Items from a dataset
>>>>

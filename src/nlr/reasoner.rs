//! Owns the layer arena and drives the propagation passes until a fixed
//! point, the sweep budget, or the deadline. Layers refer to each other by
//! index; a layer only ever reads layers with strictly smaller indices, so
//! every pass works on a split borrow of the arena.

use std::collections::{BTreeMap, BTreeSet};
use std::time::Instant;

use serde::{Deserialize, Serialize};
use tracing::{debug, info, warn};

use super::layer::{Layer, LayerKind};
use crate::config::{BoundTighteningMode, Config};
use crate::constraints::PiecewiseConstraint;
use crate::errors::{VfError, VfResult};
use crate::query::{BoundStore, Equation, EquationKind};
use crate::types::{BoundKind, NeuronIndex, Tightening, Variable};

#[derive(Debug, Clone, Copy, PartialEq, Eq)]
pub enum PropagationOutcome {
    /// No bound changed in the last sweep.
    FixedPoint,
    /// The sweep budget ran out while bounds were still moving.
    BudgetExhausted,
    /// The deadline passed; bounds already published remain valid.
    Interrupted,
}

#[derive(Debug, Clone, Default, Serialize, Deserialize)]
pub struct NetworkReasoner {
    layers: Vec<Layer>,
    /// Constraints hoisted out of the query during lifting, in topological
    /// order.
    constraints: Vec<Box<dyn PiecewiseConstraint>>,
    #[serde(skip)]
    tightening_log: Vec<Tightening>,
}

impl NetworkReasoner {
    pub fn new() -> Self {
        Self::default()
    }

    pub fn add_layer(&mut self, index: usize, kind: LayerKind, size: usize) {
        debug_assert_eq!(index, self.layers.len(), "layers are added in order");
        self.layers.push(Layer::new(index, kind, size));
    }

    pub fn num_layers(&self) -> usize {
        self.layers.len()
    }

    pub fn layer(&self, index: usize) -> &Layer {
        &self.layers[index]
    }

    pub fn layer_mut(&mut self, index: usize) -> &mut Layer {
        &mut self.layers[index]
    }

    pub fn add_layer_dependency(&mut self, source: usize, target: usize) {
        debug_assert!(source < target, "the DAG has no cycles");
        let source_size = self.layers[source].size();
        self.layers[target].add_source_layer(source, source_size);
    }

    pub fn set_weight(
        &mut self,
        source_layer: usize,
        source_neuron: usize,
        target_layer: usize,
        target_neuron: usize,
        weight: f64,
    ) {
        self.layers[target_layer].set_weight(source_layer, source_neuron, target_neuron, weight);
    }

    pub fn set_bias(&mut self, layer: usize, neuron: usize, bias: f64) {
        self.layers[layer].set_bias(neuron, bias);
    }

    pub fn set_neuron_variable(&mut self, index: NeuronIndex, variable: Variable) {
        self.layers[index.layer].set_neuron_variable(index.neuron, variable);
    }

    pub fn add_activation_source(&mut self, source: NeuronIndex, target: NeuronIndex) {
        self.layers[target.layer].add_activation_source(source, target.neuron);
    }

    pub fn add_constraint_in_topological_order(
        &mut self,
        constraint: Box<dyn PiecewiseConstraint>,
    ) {
        self.constraints.push(constraint);
    }

    pub fn constraints_in_topological_order(&self) -> &[Box<dyn PiecewiseConstraint>] {
        &self.constraints
    }

    pub fn constraints_in_topological_order_mut(
        &mut self,
    ) -> &mut Vec<Box<dyn PiecewiseConstraint>> {
        &mut self.constraints
    }

    /// Allocates the symbolic buffers once the graph is complete.
    pub fn finalize(&mut self, config: &Config) {
        if self.layers.is_empty() {
            return;
        }
        if config.bound_tightening == BoundTighteningMode::SymbolicTightening {
            let input_size = self.layers[0].size();
            for layer in self.layers.iter_mut() {
                layer.allocate_symbolic(input_size);
            }
        }
    }

    /// Tightenings published by the last call to `propagate`, in order.
    pub fn tightening_log(&self) -> &[Tightening] {
        &self.tightening_log
    }

    /// Marks the neuron carrying `variable` as fixed to `value` in every
    /// layer, and informs the hoisted constraints.
    pub fn eliminate_variable(&mut self, variable: Variable, value: f64) {
        for layer in self.layers.iter_mut() {
            layer.eliminate_variable(variable, value);
        }
        for constraint in self.constraints.iter_mut() {
            if constraint.participates_in(variable) {
                constraint.eliminate_variable(variable, value);
            }
        }
    }

    pub fn obtain_current_bounds(&mut self, bounds: &BoundStore) {
        for layer in self.layers.iter_mut() {
            layer.obtain_current_bounds(bounds);
        }
    }

    /// Concrete forward evaluation; `inputs` in input-layer neuron order.
    pub fn evaluate(&mut self, inputs: &[f64]) -> VfResult<Vec<f64>> {
        let input_size = self.layers[0].size();
        if inputs.len() != input_size {
            return Err(VfError::InvalidInputDimension {
                expected: input_size,
                actual: inputs.len(),
            });
        }
        self.layers[0].set_assignment(inputs);
        for index in 1..self.layers.len() {
            let (earlier, rest) = self.layers.split_at_mut(index);
            rest[0].compute_assignment(earlier);
        }
        let output = self.layers.last().expect("at least the input layer");
        Ok((0..output.size()).map(|i| output.assignment(i)).collect())
    }

    /// Runs sweeps until no bound changes, the budget runs out, or the
    /// deadline passes. Accepted tightenings land in the log and in `bounds`,
    /// and the hoisted constraints are notified of each.
    pub fn propagate(
        &mut self,
        bounds: &mut BoundStore,
        config: &Config,
        deadline: Option<Instant>,
    ) -> VfResult<PropagationOutcome> {
        self.tightening_log.clear();
        if self.layers.is_empty() || config.bound_tightening == BoundTighteningMode::None {
            return Ok(PropagationOutcome::FixedPoint);
        }

        let symbolic = config.bound_tightening == BoundTighteningMode::SymbolicTightening;

        for sweep in 0..config.sweep_budget {
            if let Some(deadline) = deadline {
                if Instant::now() >= deadline {
                    info!(sweep, "propagation interrupted by deadline");
                    return Ok(PropagationOutcome::Interrupted);
                }
            }

            self.obtain_current_bounds(bounds);

            let mut sink = Vec::new();
            if symbolic {
                self.layers[0].symbolic_propagate(&[], config, &mut sink);
            }
            for index in 1..self.layers.len() {
                let (earlier, rest) = self.layers.split_at_mut(index);
                let layer = &mut rest[0];
                layer.interval_propagate(earlier, config, &mut sink);
                if symbolic {
                    layer.symbolic_propagate(earlier, config, &mut sink);
                }
            }

            let mut changed = self.publish(sink, bounds, config)?;
            changed |= self.drain_entailed(bounds, config)?;

            debug!(sweep, changed, "propagation sweep done");
            if !changed {
                return Ok(PropagationOutcome::FixedPoint);
            }
        }

        warn!(
            budget = config.sweep_budget,
            "propagation sweep budget exhausted; keeping the bounds found so far"
        );
        Ok(PropagationOutcome::BudgetExhausted)
    }

    /// Applies tightenings to the store, logs the accepted ones, notifies the
    /// hoisted constraints, and detects empty intervals.
    fn publish(
        &mut self,
        tightenings: Vec<Tightening>,
        bounds: &mut BoundStore,
        config: &Config,
    ) -> VfResult<bool> {
        let mut changed = false;
        for t in tightenings {
            let improved = match t.kind {
                BoundKind::Lower => bounds.tighten_lower(t.variable, t.value),
                BoundKind::Upper => bounds.tighten_upper(t.variable, t.value),
            };
            if !improved {
                continue;
            }
            changed = true;
            self.tightening_log.push(t);

            let lower = bounds.lower(t.variable);
            let upper = bounds.upper(t.variable);
            if lower > upper + config.epsilon {
                return Err(VfError::InfeasibleBounds {
                    variable: t.variable,
                    lower,
                    upper,
                });
            }

            for constraint in self.constraints.iter_mut() {
                if !constraint.participates_in(t.variable) {
                    continue;
                }
                match t.kind {
                    BoundKind::Lower => constraint.notify_lower_bound(t.variable, t.value),
                    BoundKind::Upper => constraint.notify_upper_bound(t.variable, t.value),
                }
            }
        }
        Ok(changed)
    }

    /// Folds the hoisted constraints' entailed tightenings into the store
    /// until quiescent, bounded by the sweep budget.
    fn drain_entailed(&mut self, bounds: &mut BoundStore, config: &Config) -> VfResult<bool> {
        let mut changed = false;
        for _ in 0..=config.sweep_budget {
            let mut entailed = Vec::new();
            for constraint in self.constraints.iter() {
                constraint.entailed_tightenings(&mut entailed);
            }
            let fresh: Vec<Tightening> = entailed
                .into_iter()
                .filter(|t| match t.kind {
                    BoundKind::Lower => t.value > bounds.lower(t.variable),
                    BoundKind::Upper => t.value < bounds.upper(t.variable),
                })
                .collect();
            if fresh.is_empty() {
                return Ok(changed);
            }
            if !self.publish(fresh, bounds, config)? {
                return Ok(changed);
            }
            changed = true;
        }
        Ok(changed)
    }

    /// (kind, size, source layer indices) per layer, for structural
    /// comparison of two graphs.
    pub fn topology(&self) -> Vec<(LayerKind, usize, Vec<usize>)> {
        self.layers
            .iter()
            .map(|layer| {
                (
                    layer.kind(),
                    layer.size(),
                    layer.source_layers().keys().copied().collect(),
                )
            })
            .collect()
    }

    pub fn neuron_variable_map(&self) -> BTreeMap<NeuronIndex, Variable> {
        let mut map = BTreeMap::new();
        for (index, layer) in self.layers.iter().enumerate() {
            for neuron in 0..layer.size() {
                if let Some(variable) = layer.neuron_to_variable(neuron) {
                    map.insert(NeuronIndex::new(index, neuron), variable);
                }
            }
        }
        map
    }

    /// Linear equations re-encoding every weighted-sum layer, used after
    /// merging to rebuild the query's equation list.
    pub fn encode_affine_layers(&self) -> Vec<Equation> {
        let mut equations = Vec::new();
        for layer in &self.layers {
            if layer.kind() != LayerKind::WeightedSum {
                continue;
            }
            for i in 0..layer.size() {
                let Some(f) = layer.neuron_to_variable(i) else {
                    continue;
                };
                let mut eq = Equation::new(EquationKind::Equality);
                let mut scalar = -layer.bias(i);
                for (&source_index, &source_size) in layer.source_layers() {
                    let source = &self.layers[source_index];
                    for j in 0..source_size {
                        let weight = layer.weight(source_index, j, i);
                        if weight == 0.0 {
                            continue;
                        }
                        match source.neuron_to_variable(j) {
                            Some(x) => eq.add_addend(weight, x),
                            None => {
                                let value = source.eliminated_value(j).unwrap_or(0.0);
                                scalar -= weight * value;
                            }
                        }
                    }
                }
                eq.add_addend(-1.0, f);
                eq.set_scalar(scalar);
                equations.push(eq);
            }
        }
        equations
    }

    /// Composes away weighted-sum layers whose single successor is another
    /// weighted-sum layer. `protected` variables pin their layer in place.
    /// Idempotent: a second call merges nothing further.
    pub fn merge_consecutive_weighted_sum_layers(
        &mut self,
        protected: &BTreeSet<Variable>,
    ) -> usize {
        let mut merged = 0;
        loop {
            let Some(middle) = self.find_mergeable_layer(protected) else {
                return merged;
            };
            self.merge_layer_into_successor(middle);
            merged += 1;
            info!(middle, "merged a weighted-sum layer into its successor");
        }
    }

    fn find_mergeable_layer(&self, protected: &BTreeSet<Variable>) -> Option<usize> {
        for middle in 1..self.layers.len().saturating_sub(1) {
            let layer = &self.layers[middle];
            let successor = &self.layers[middle + 1];
            if layer.kind() != LayerKind::WeightedSum
                || successor.kind() != LayerKind::WeightedSum
            {
                continue;
            }
            // The successor must read only the middle layer, and nothing else
            // may read the middle layer.
            if successor.source_layers().len() != 1
                || !successor.source_layers().contains_key(&middle)
            {
                continue;
            }
            let mut middle_read_elsewhere = false;
            for (other_index, other) in self.layers.iter().enumerate() {
                if other_index == middle + 1 {
                    continue;
                }
                if other.source_layers().contains_key(&middle) {
                    middle_read_elsewhere = true;
                    break;
                }
            }
            if middle_read_elsewhere {
                continue;
            }
            if layer.variables().any(|v| protected.contains(&v)) {
                continue;
            }
            return Some(middle);
        }
        None
    }

    fn merge_layer_into_successor(&mut self, middle: usize) {
        let middle_layer = self.layers[middle].clone();
        let w2 = self.layers[middle + 1].weight_matrix(middle).clone();

        // b <- b2 + b1 * W2, W <- W1 * W2 per source of the middle layer.
        let bias_through = middle_layer.bias_vector().dot(&w2);
        {
            let successor = &mut self.layers[middle + 1];
            successor.remove_source_layer(middle);
            for i in 0..successor.size() {
                let bias = successor.bias(i) + bias_through[i];
                successor.set_bias(i, bias);
            }
        }
        for (&source_index, &source_size) in middle_layer.source_layers() {
            let composed = middle_layer.weight_matrix(source_index).dot(&w2);
            let successor = &mut self.layers[middle + 1];
            successor.add_source_layer(source_index, source_size);
            for j in 0..source_size {
                for i in 0..composed.ncols() {
                    successor.set_weight(source_index, j, i, composed[[j, i]]);
                }
            }
        }

        self.layers.remove(middle);
        for (index, layer) in self.layers.iter_mut().enumerate() {
            layer.set_index(index);
            layer.shift_layer_references_after(middle);
        }
    }
}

<<<<

What you return must be the lines above that run from the line with "BoundKind::Lower => t.value" to the line with "let mut map = BTreeMap::new();", inclusive, each copied exactly.

                    BoundKind::Lower => t.value > bounds.lower(t.variable),
                    BoundKind::Upper => t.value < bounds.upper(t.variable),
                })
                .collect();
            if fresh.is_empty() {
                return Ok(changed);
            }
            if !self.publish(fresh, bounds, config)? {
                return Ok(changed);
            }
            changed = true;
        }
        Ok(changed)
    }

    /// (kind, size, source layer indices) per layer, for structural
    /// comparison of two graphs.
    pub fn topology(&self) -> Vec<(LayerKind, usize, Vec<usize>)> {
        self.layers
            .iter()
            .map(|layer| {
                (
                    layer.kind(),
                    layer.size(),
                    layer.source_layers().keys().copied().collect(),
                )
            })
            .collect()
    }

    pub fn neuron_variable_map(&self) -> BTreeMap<NeuronIndex, Variable> {
        let mut map = BTreeMap::new();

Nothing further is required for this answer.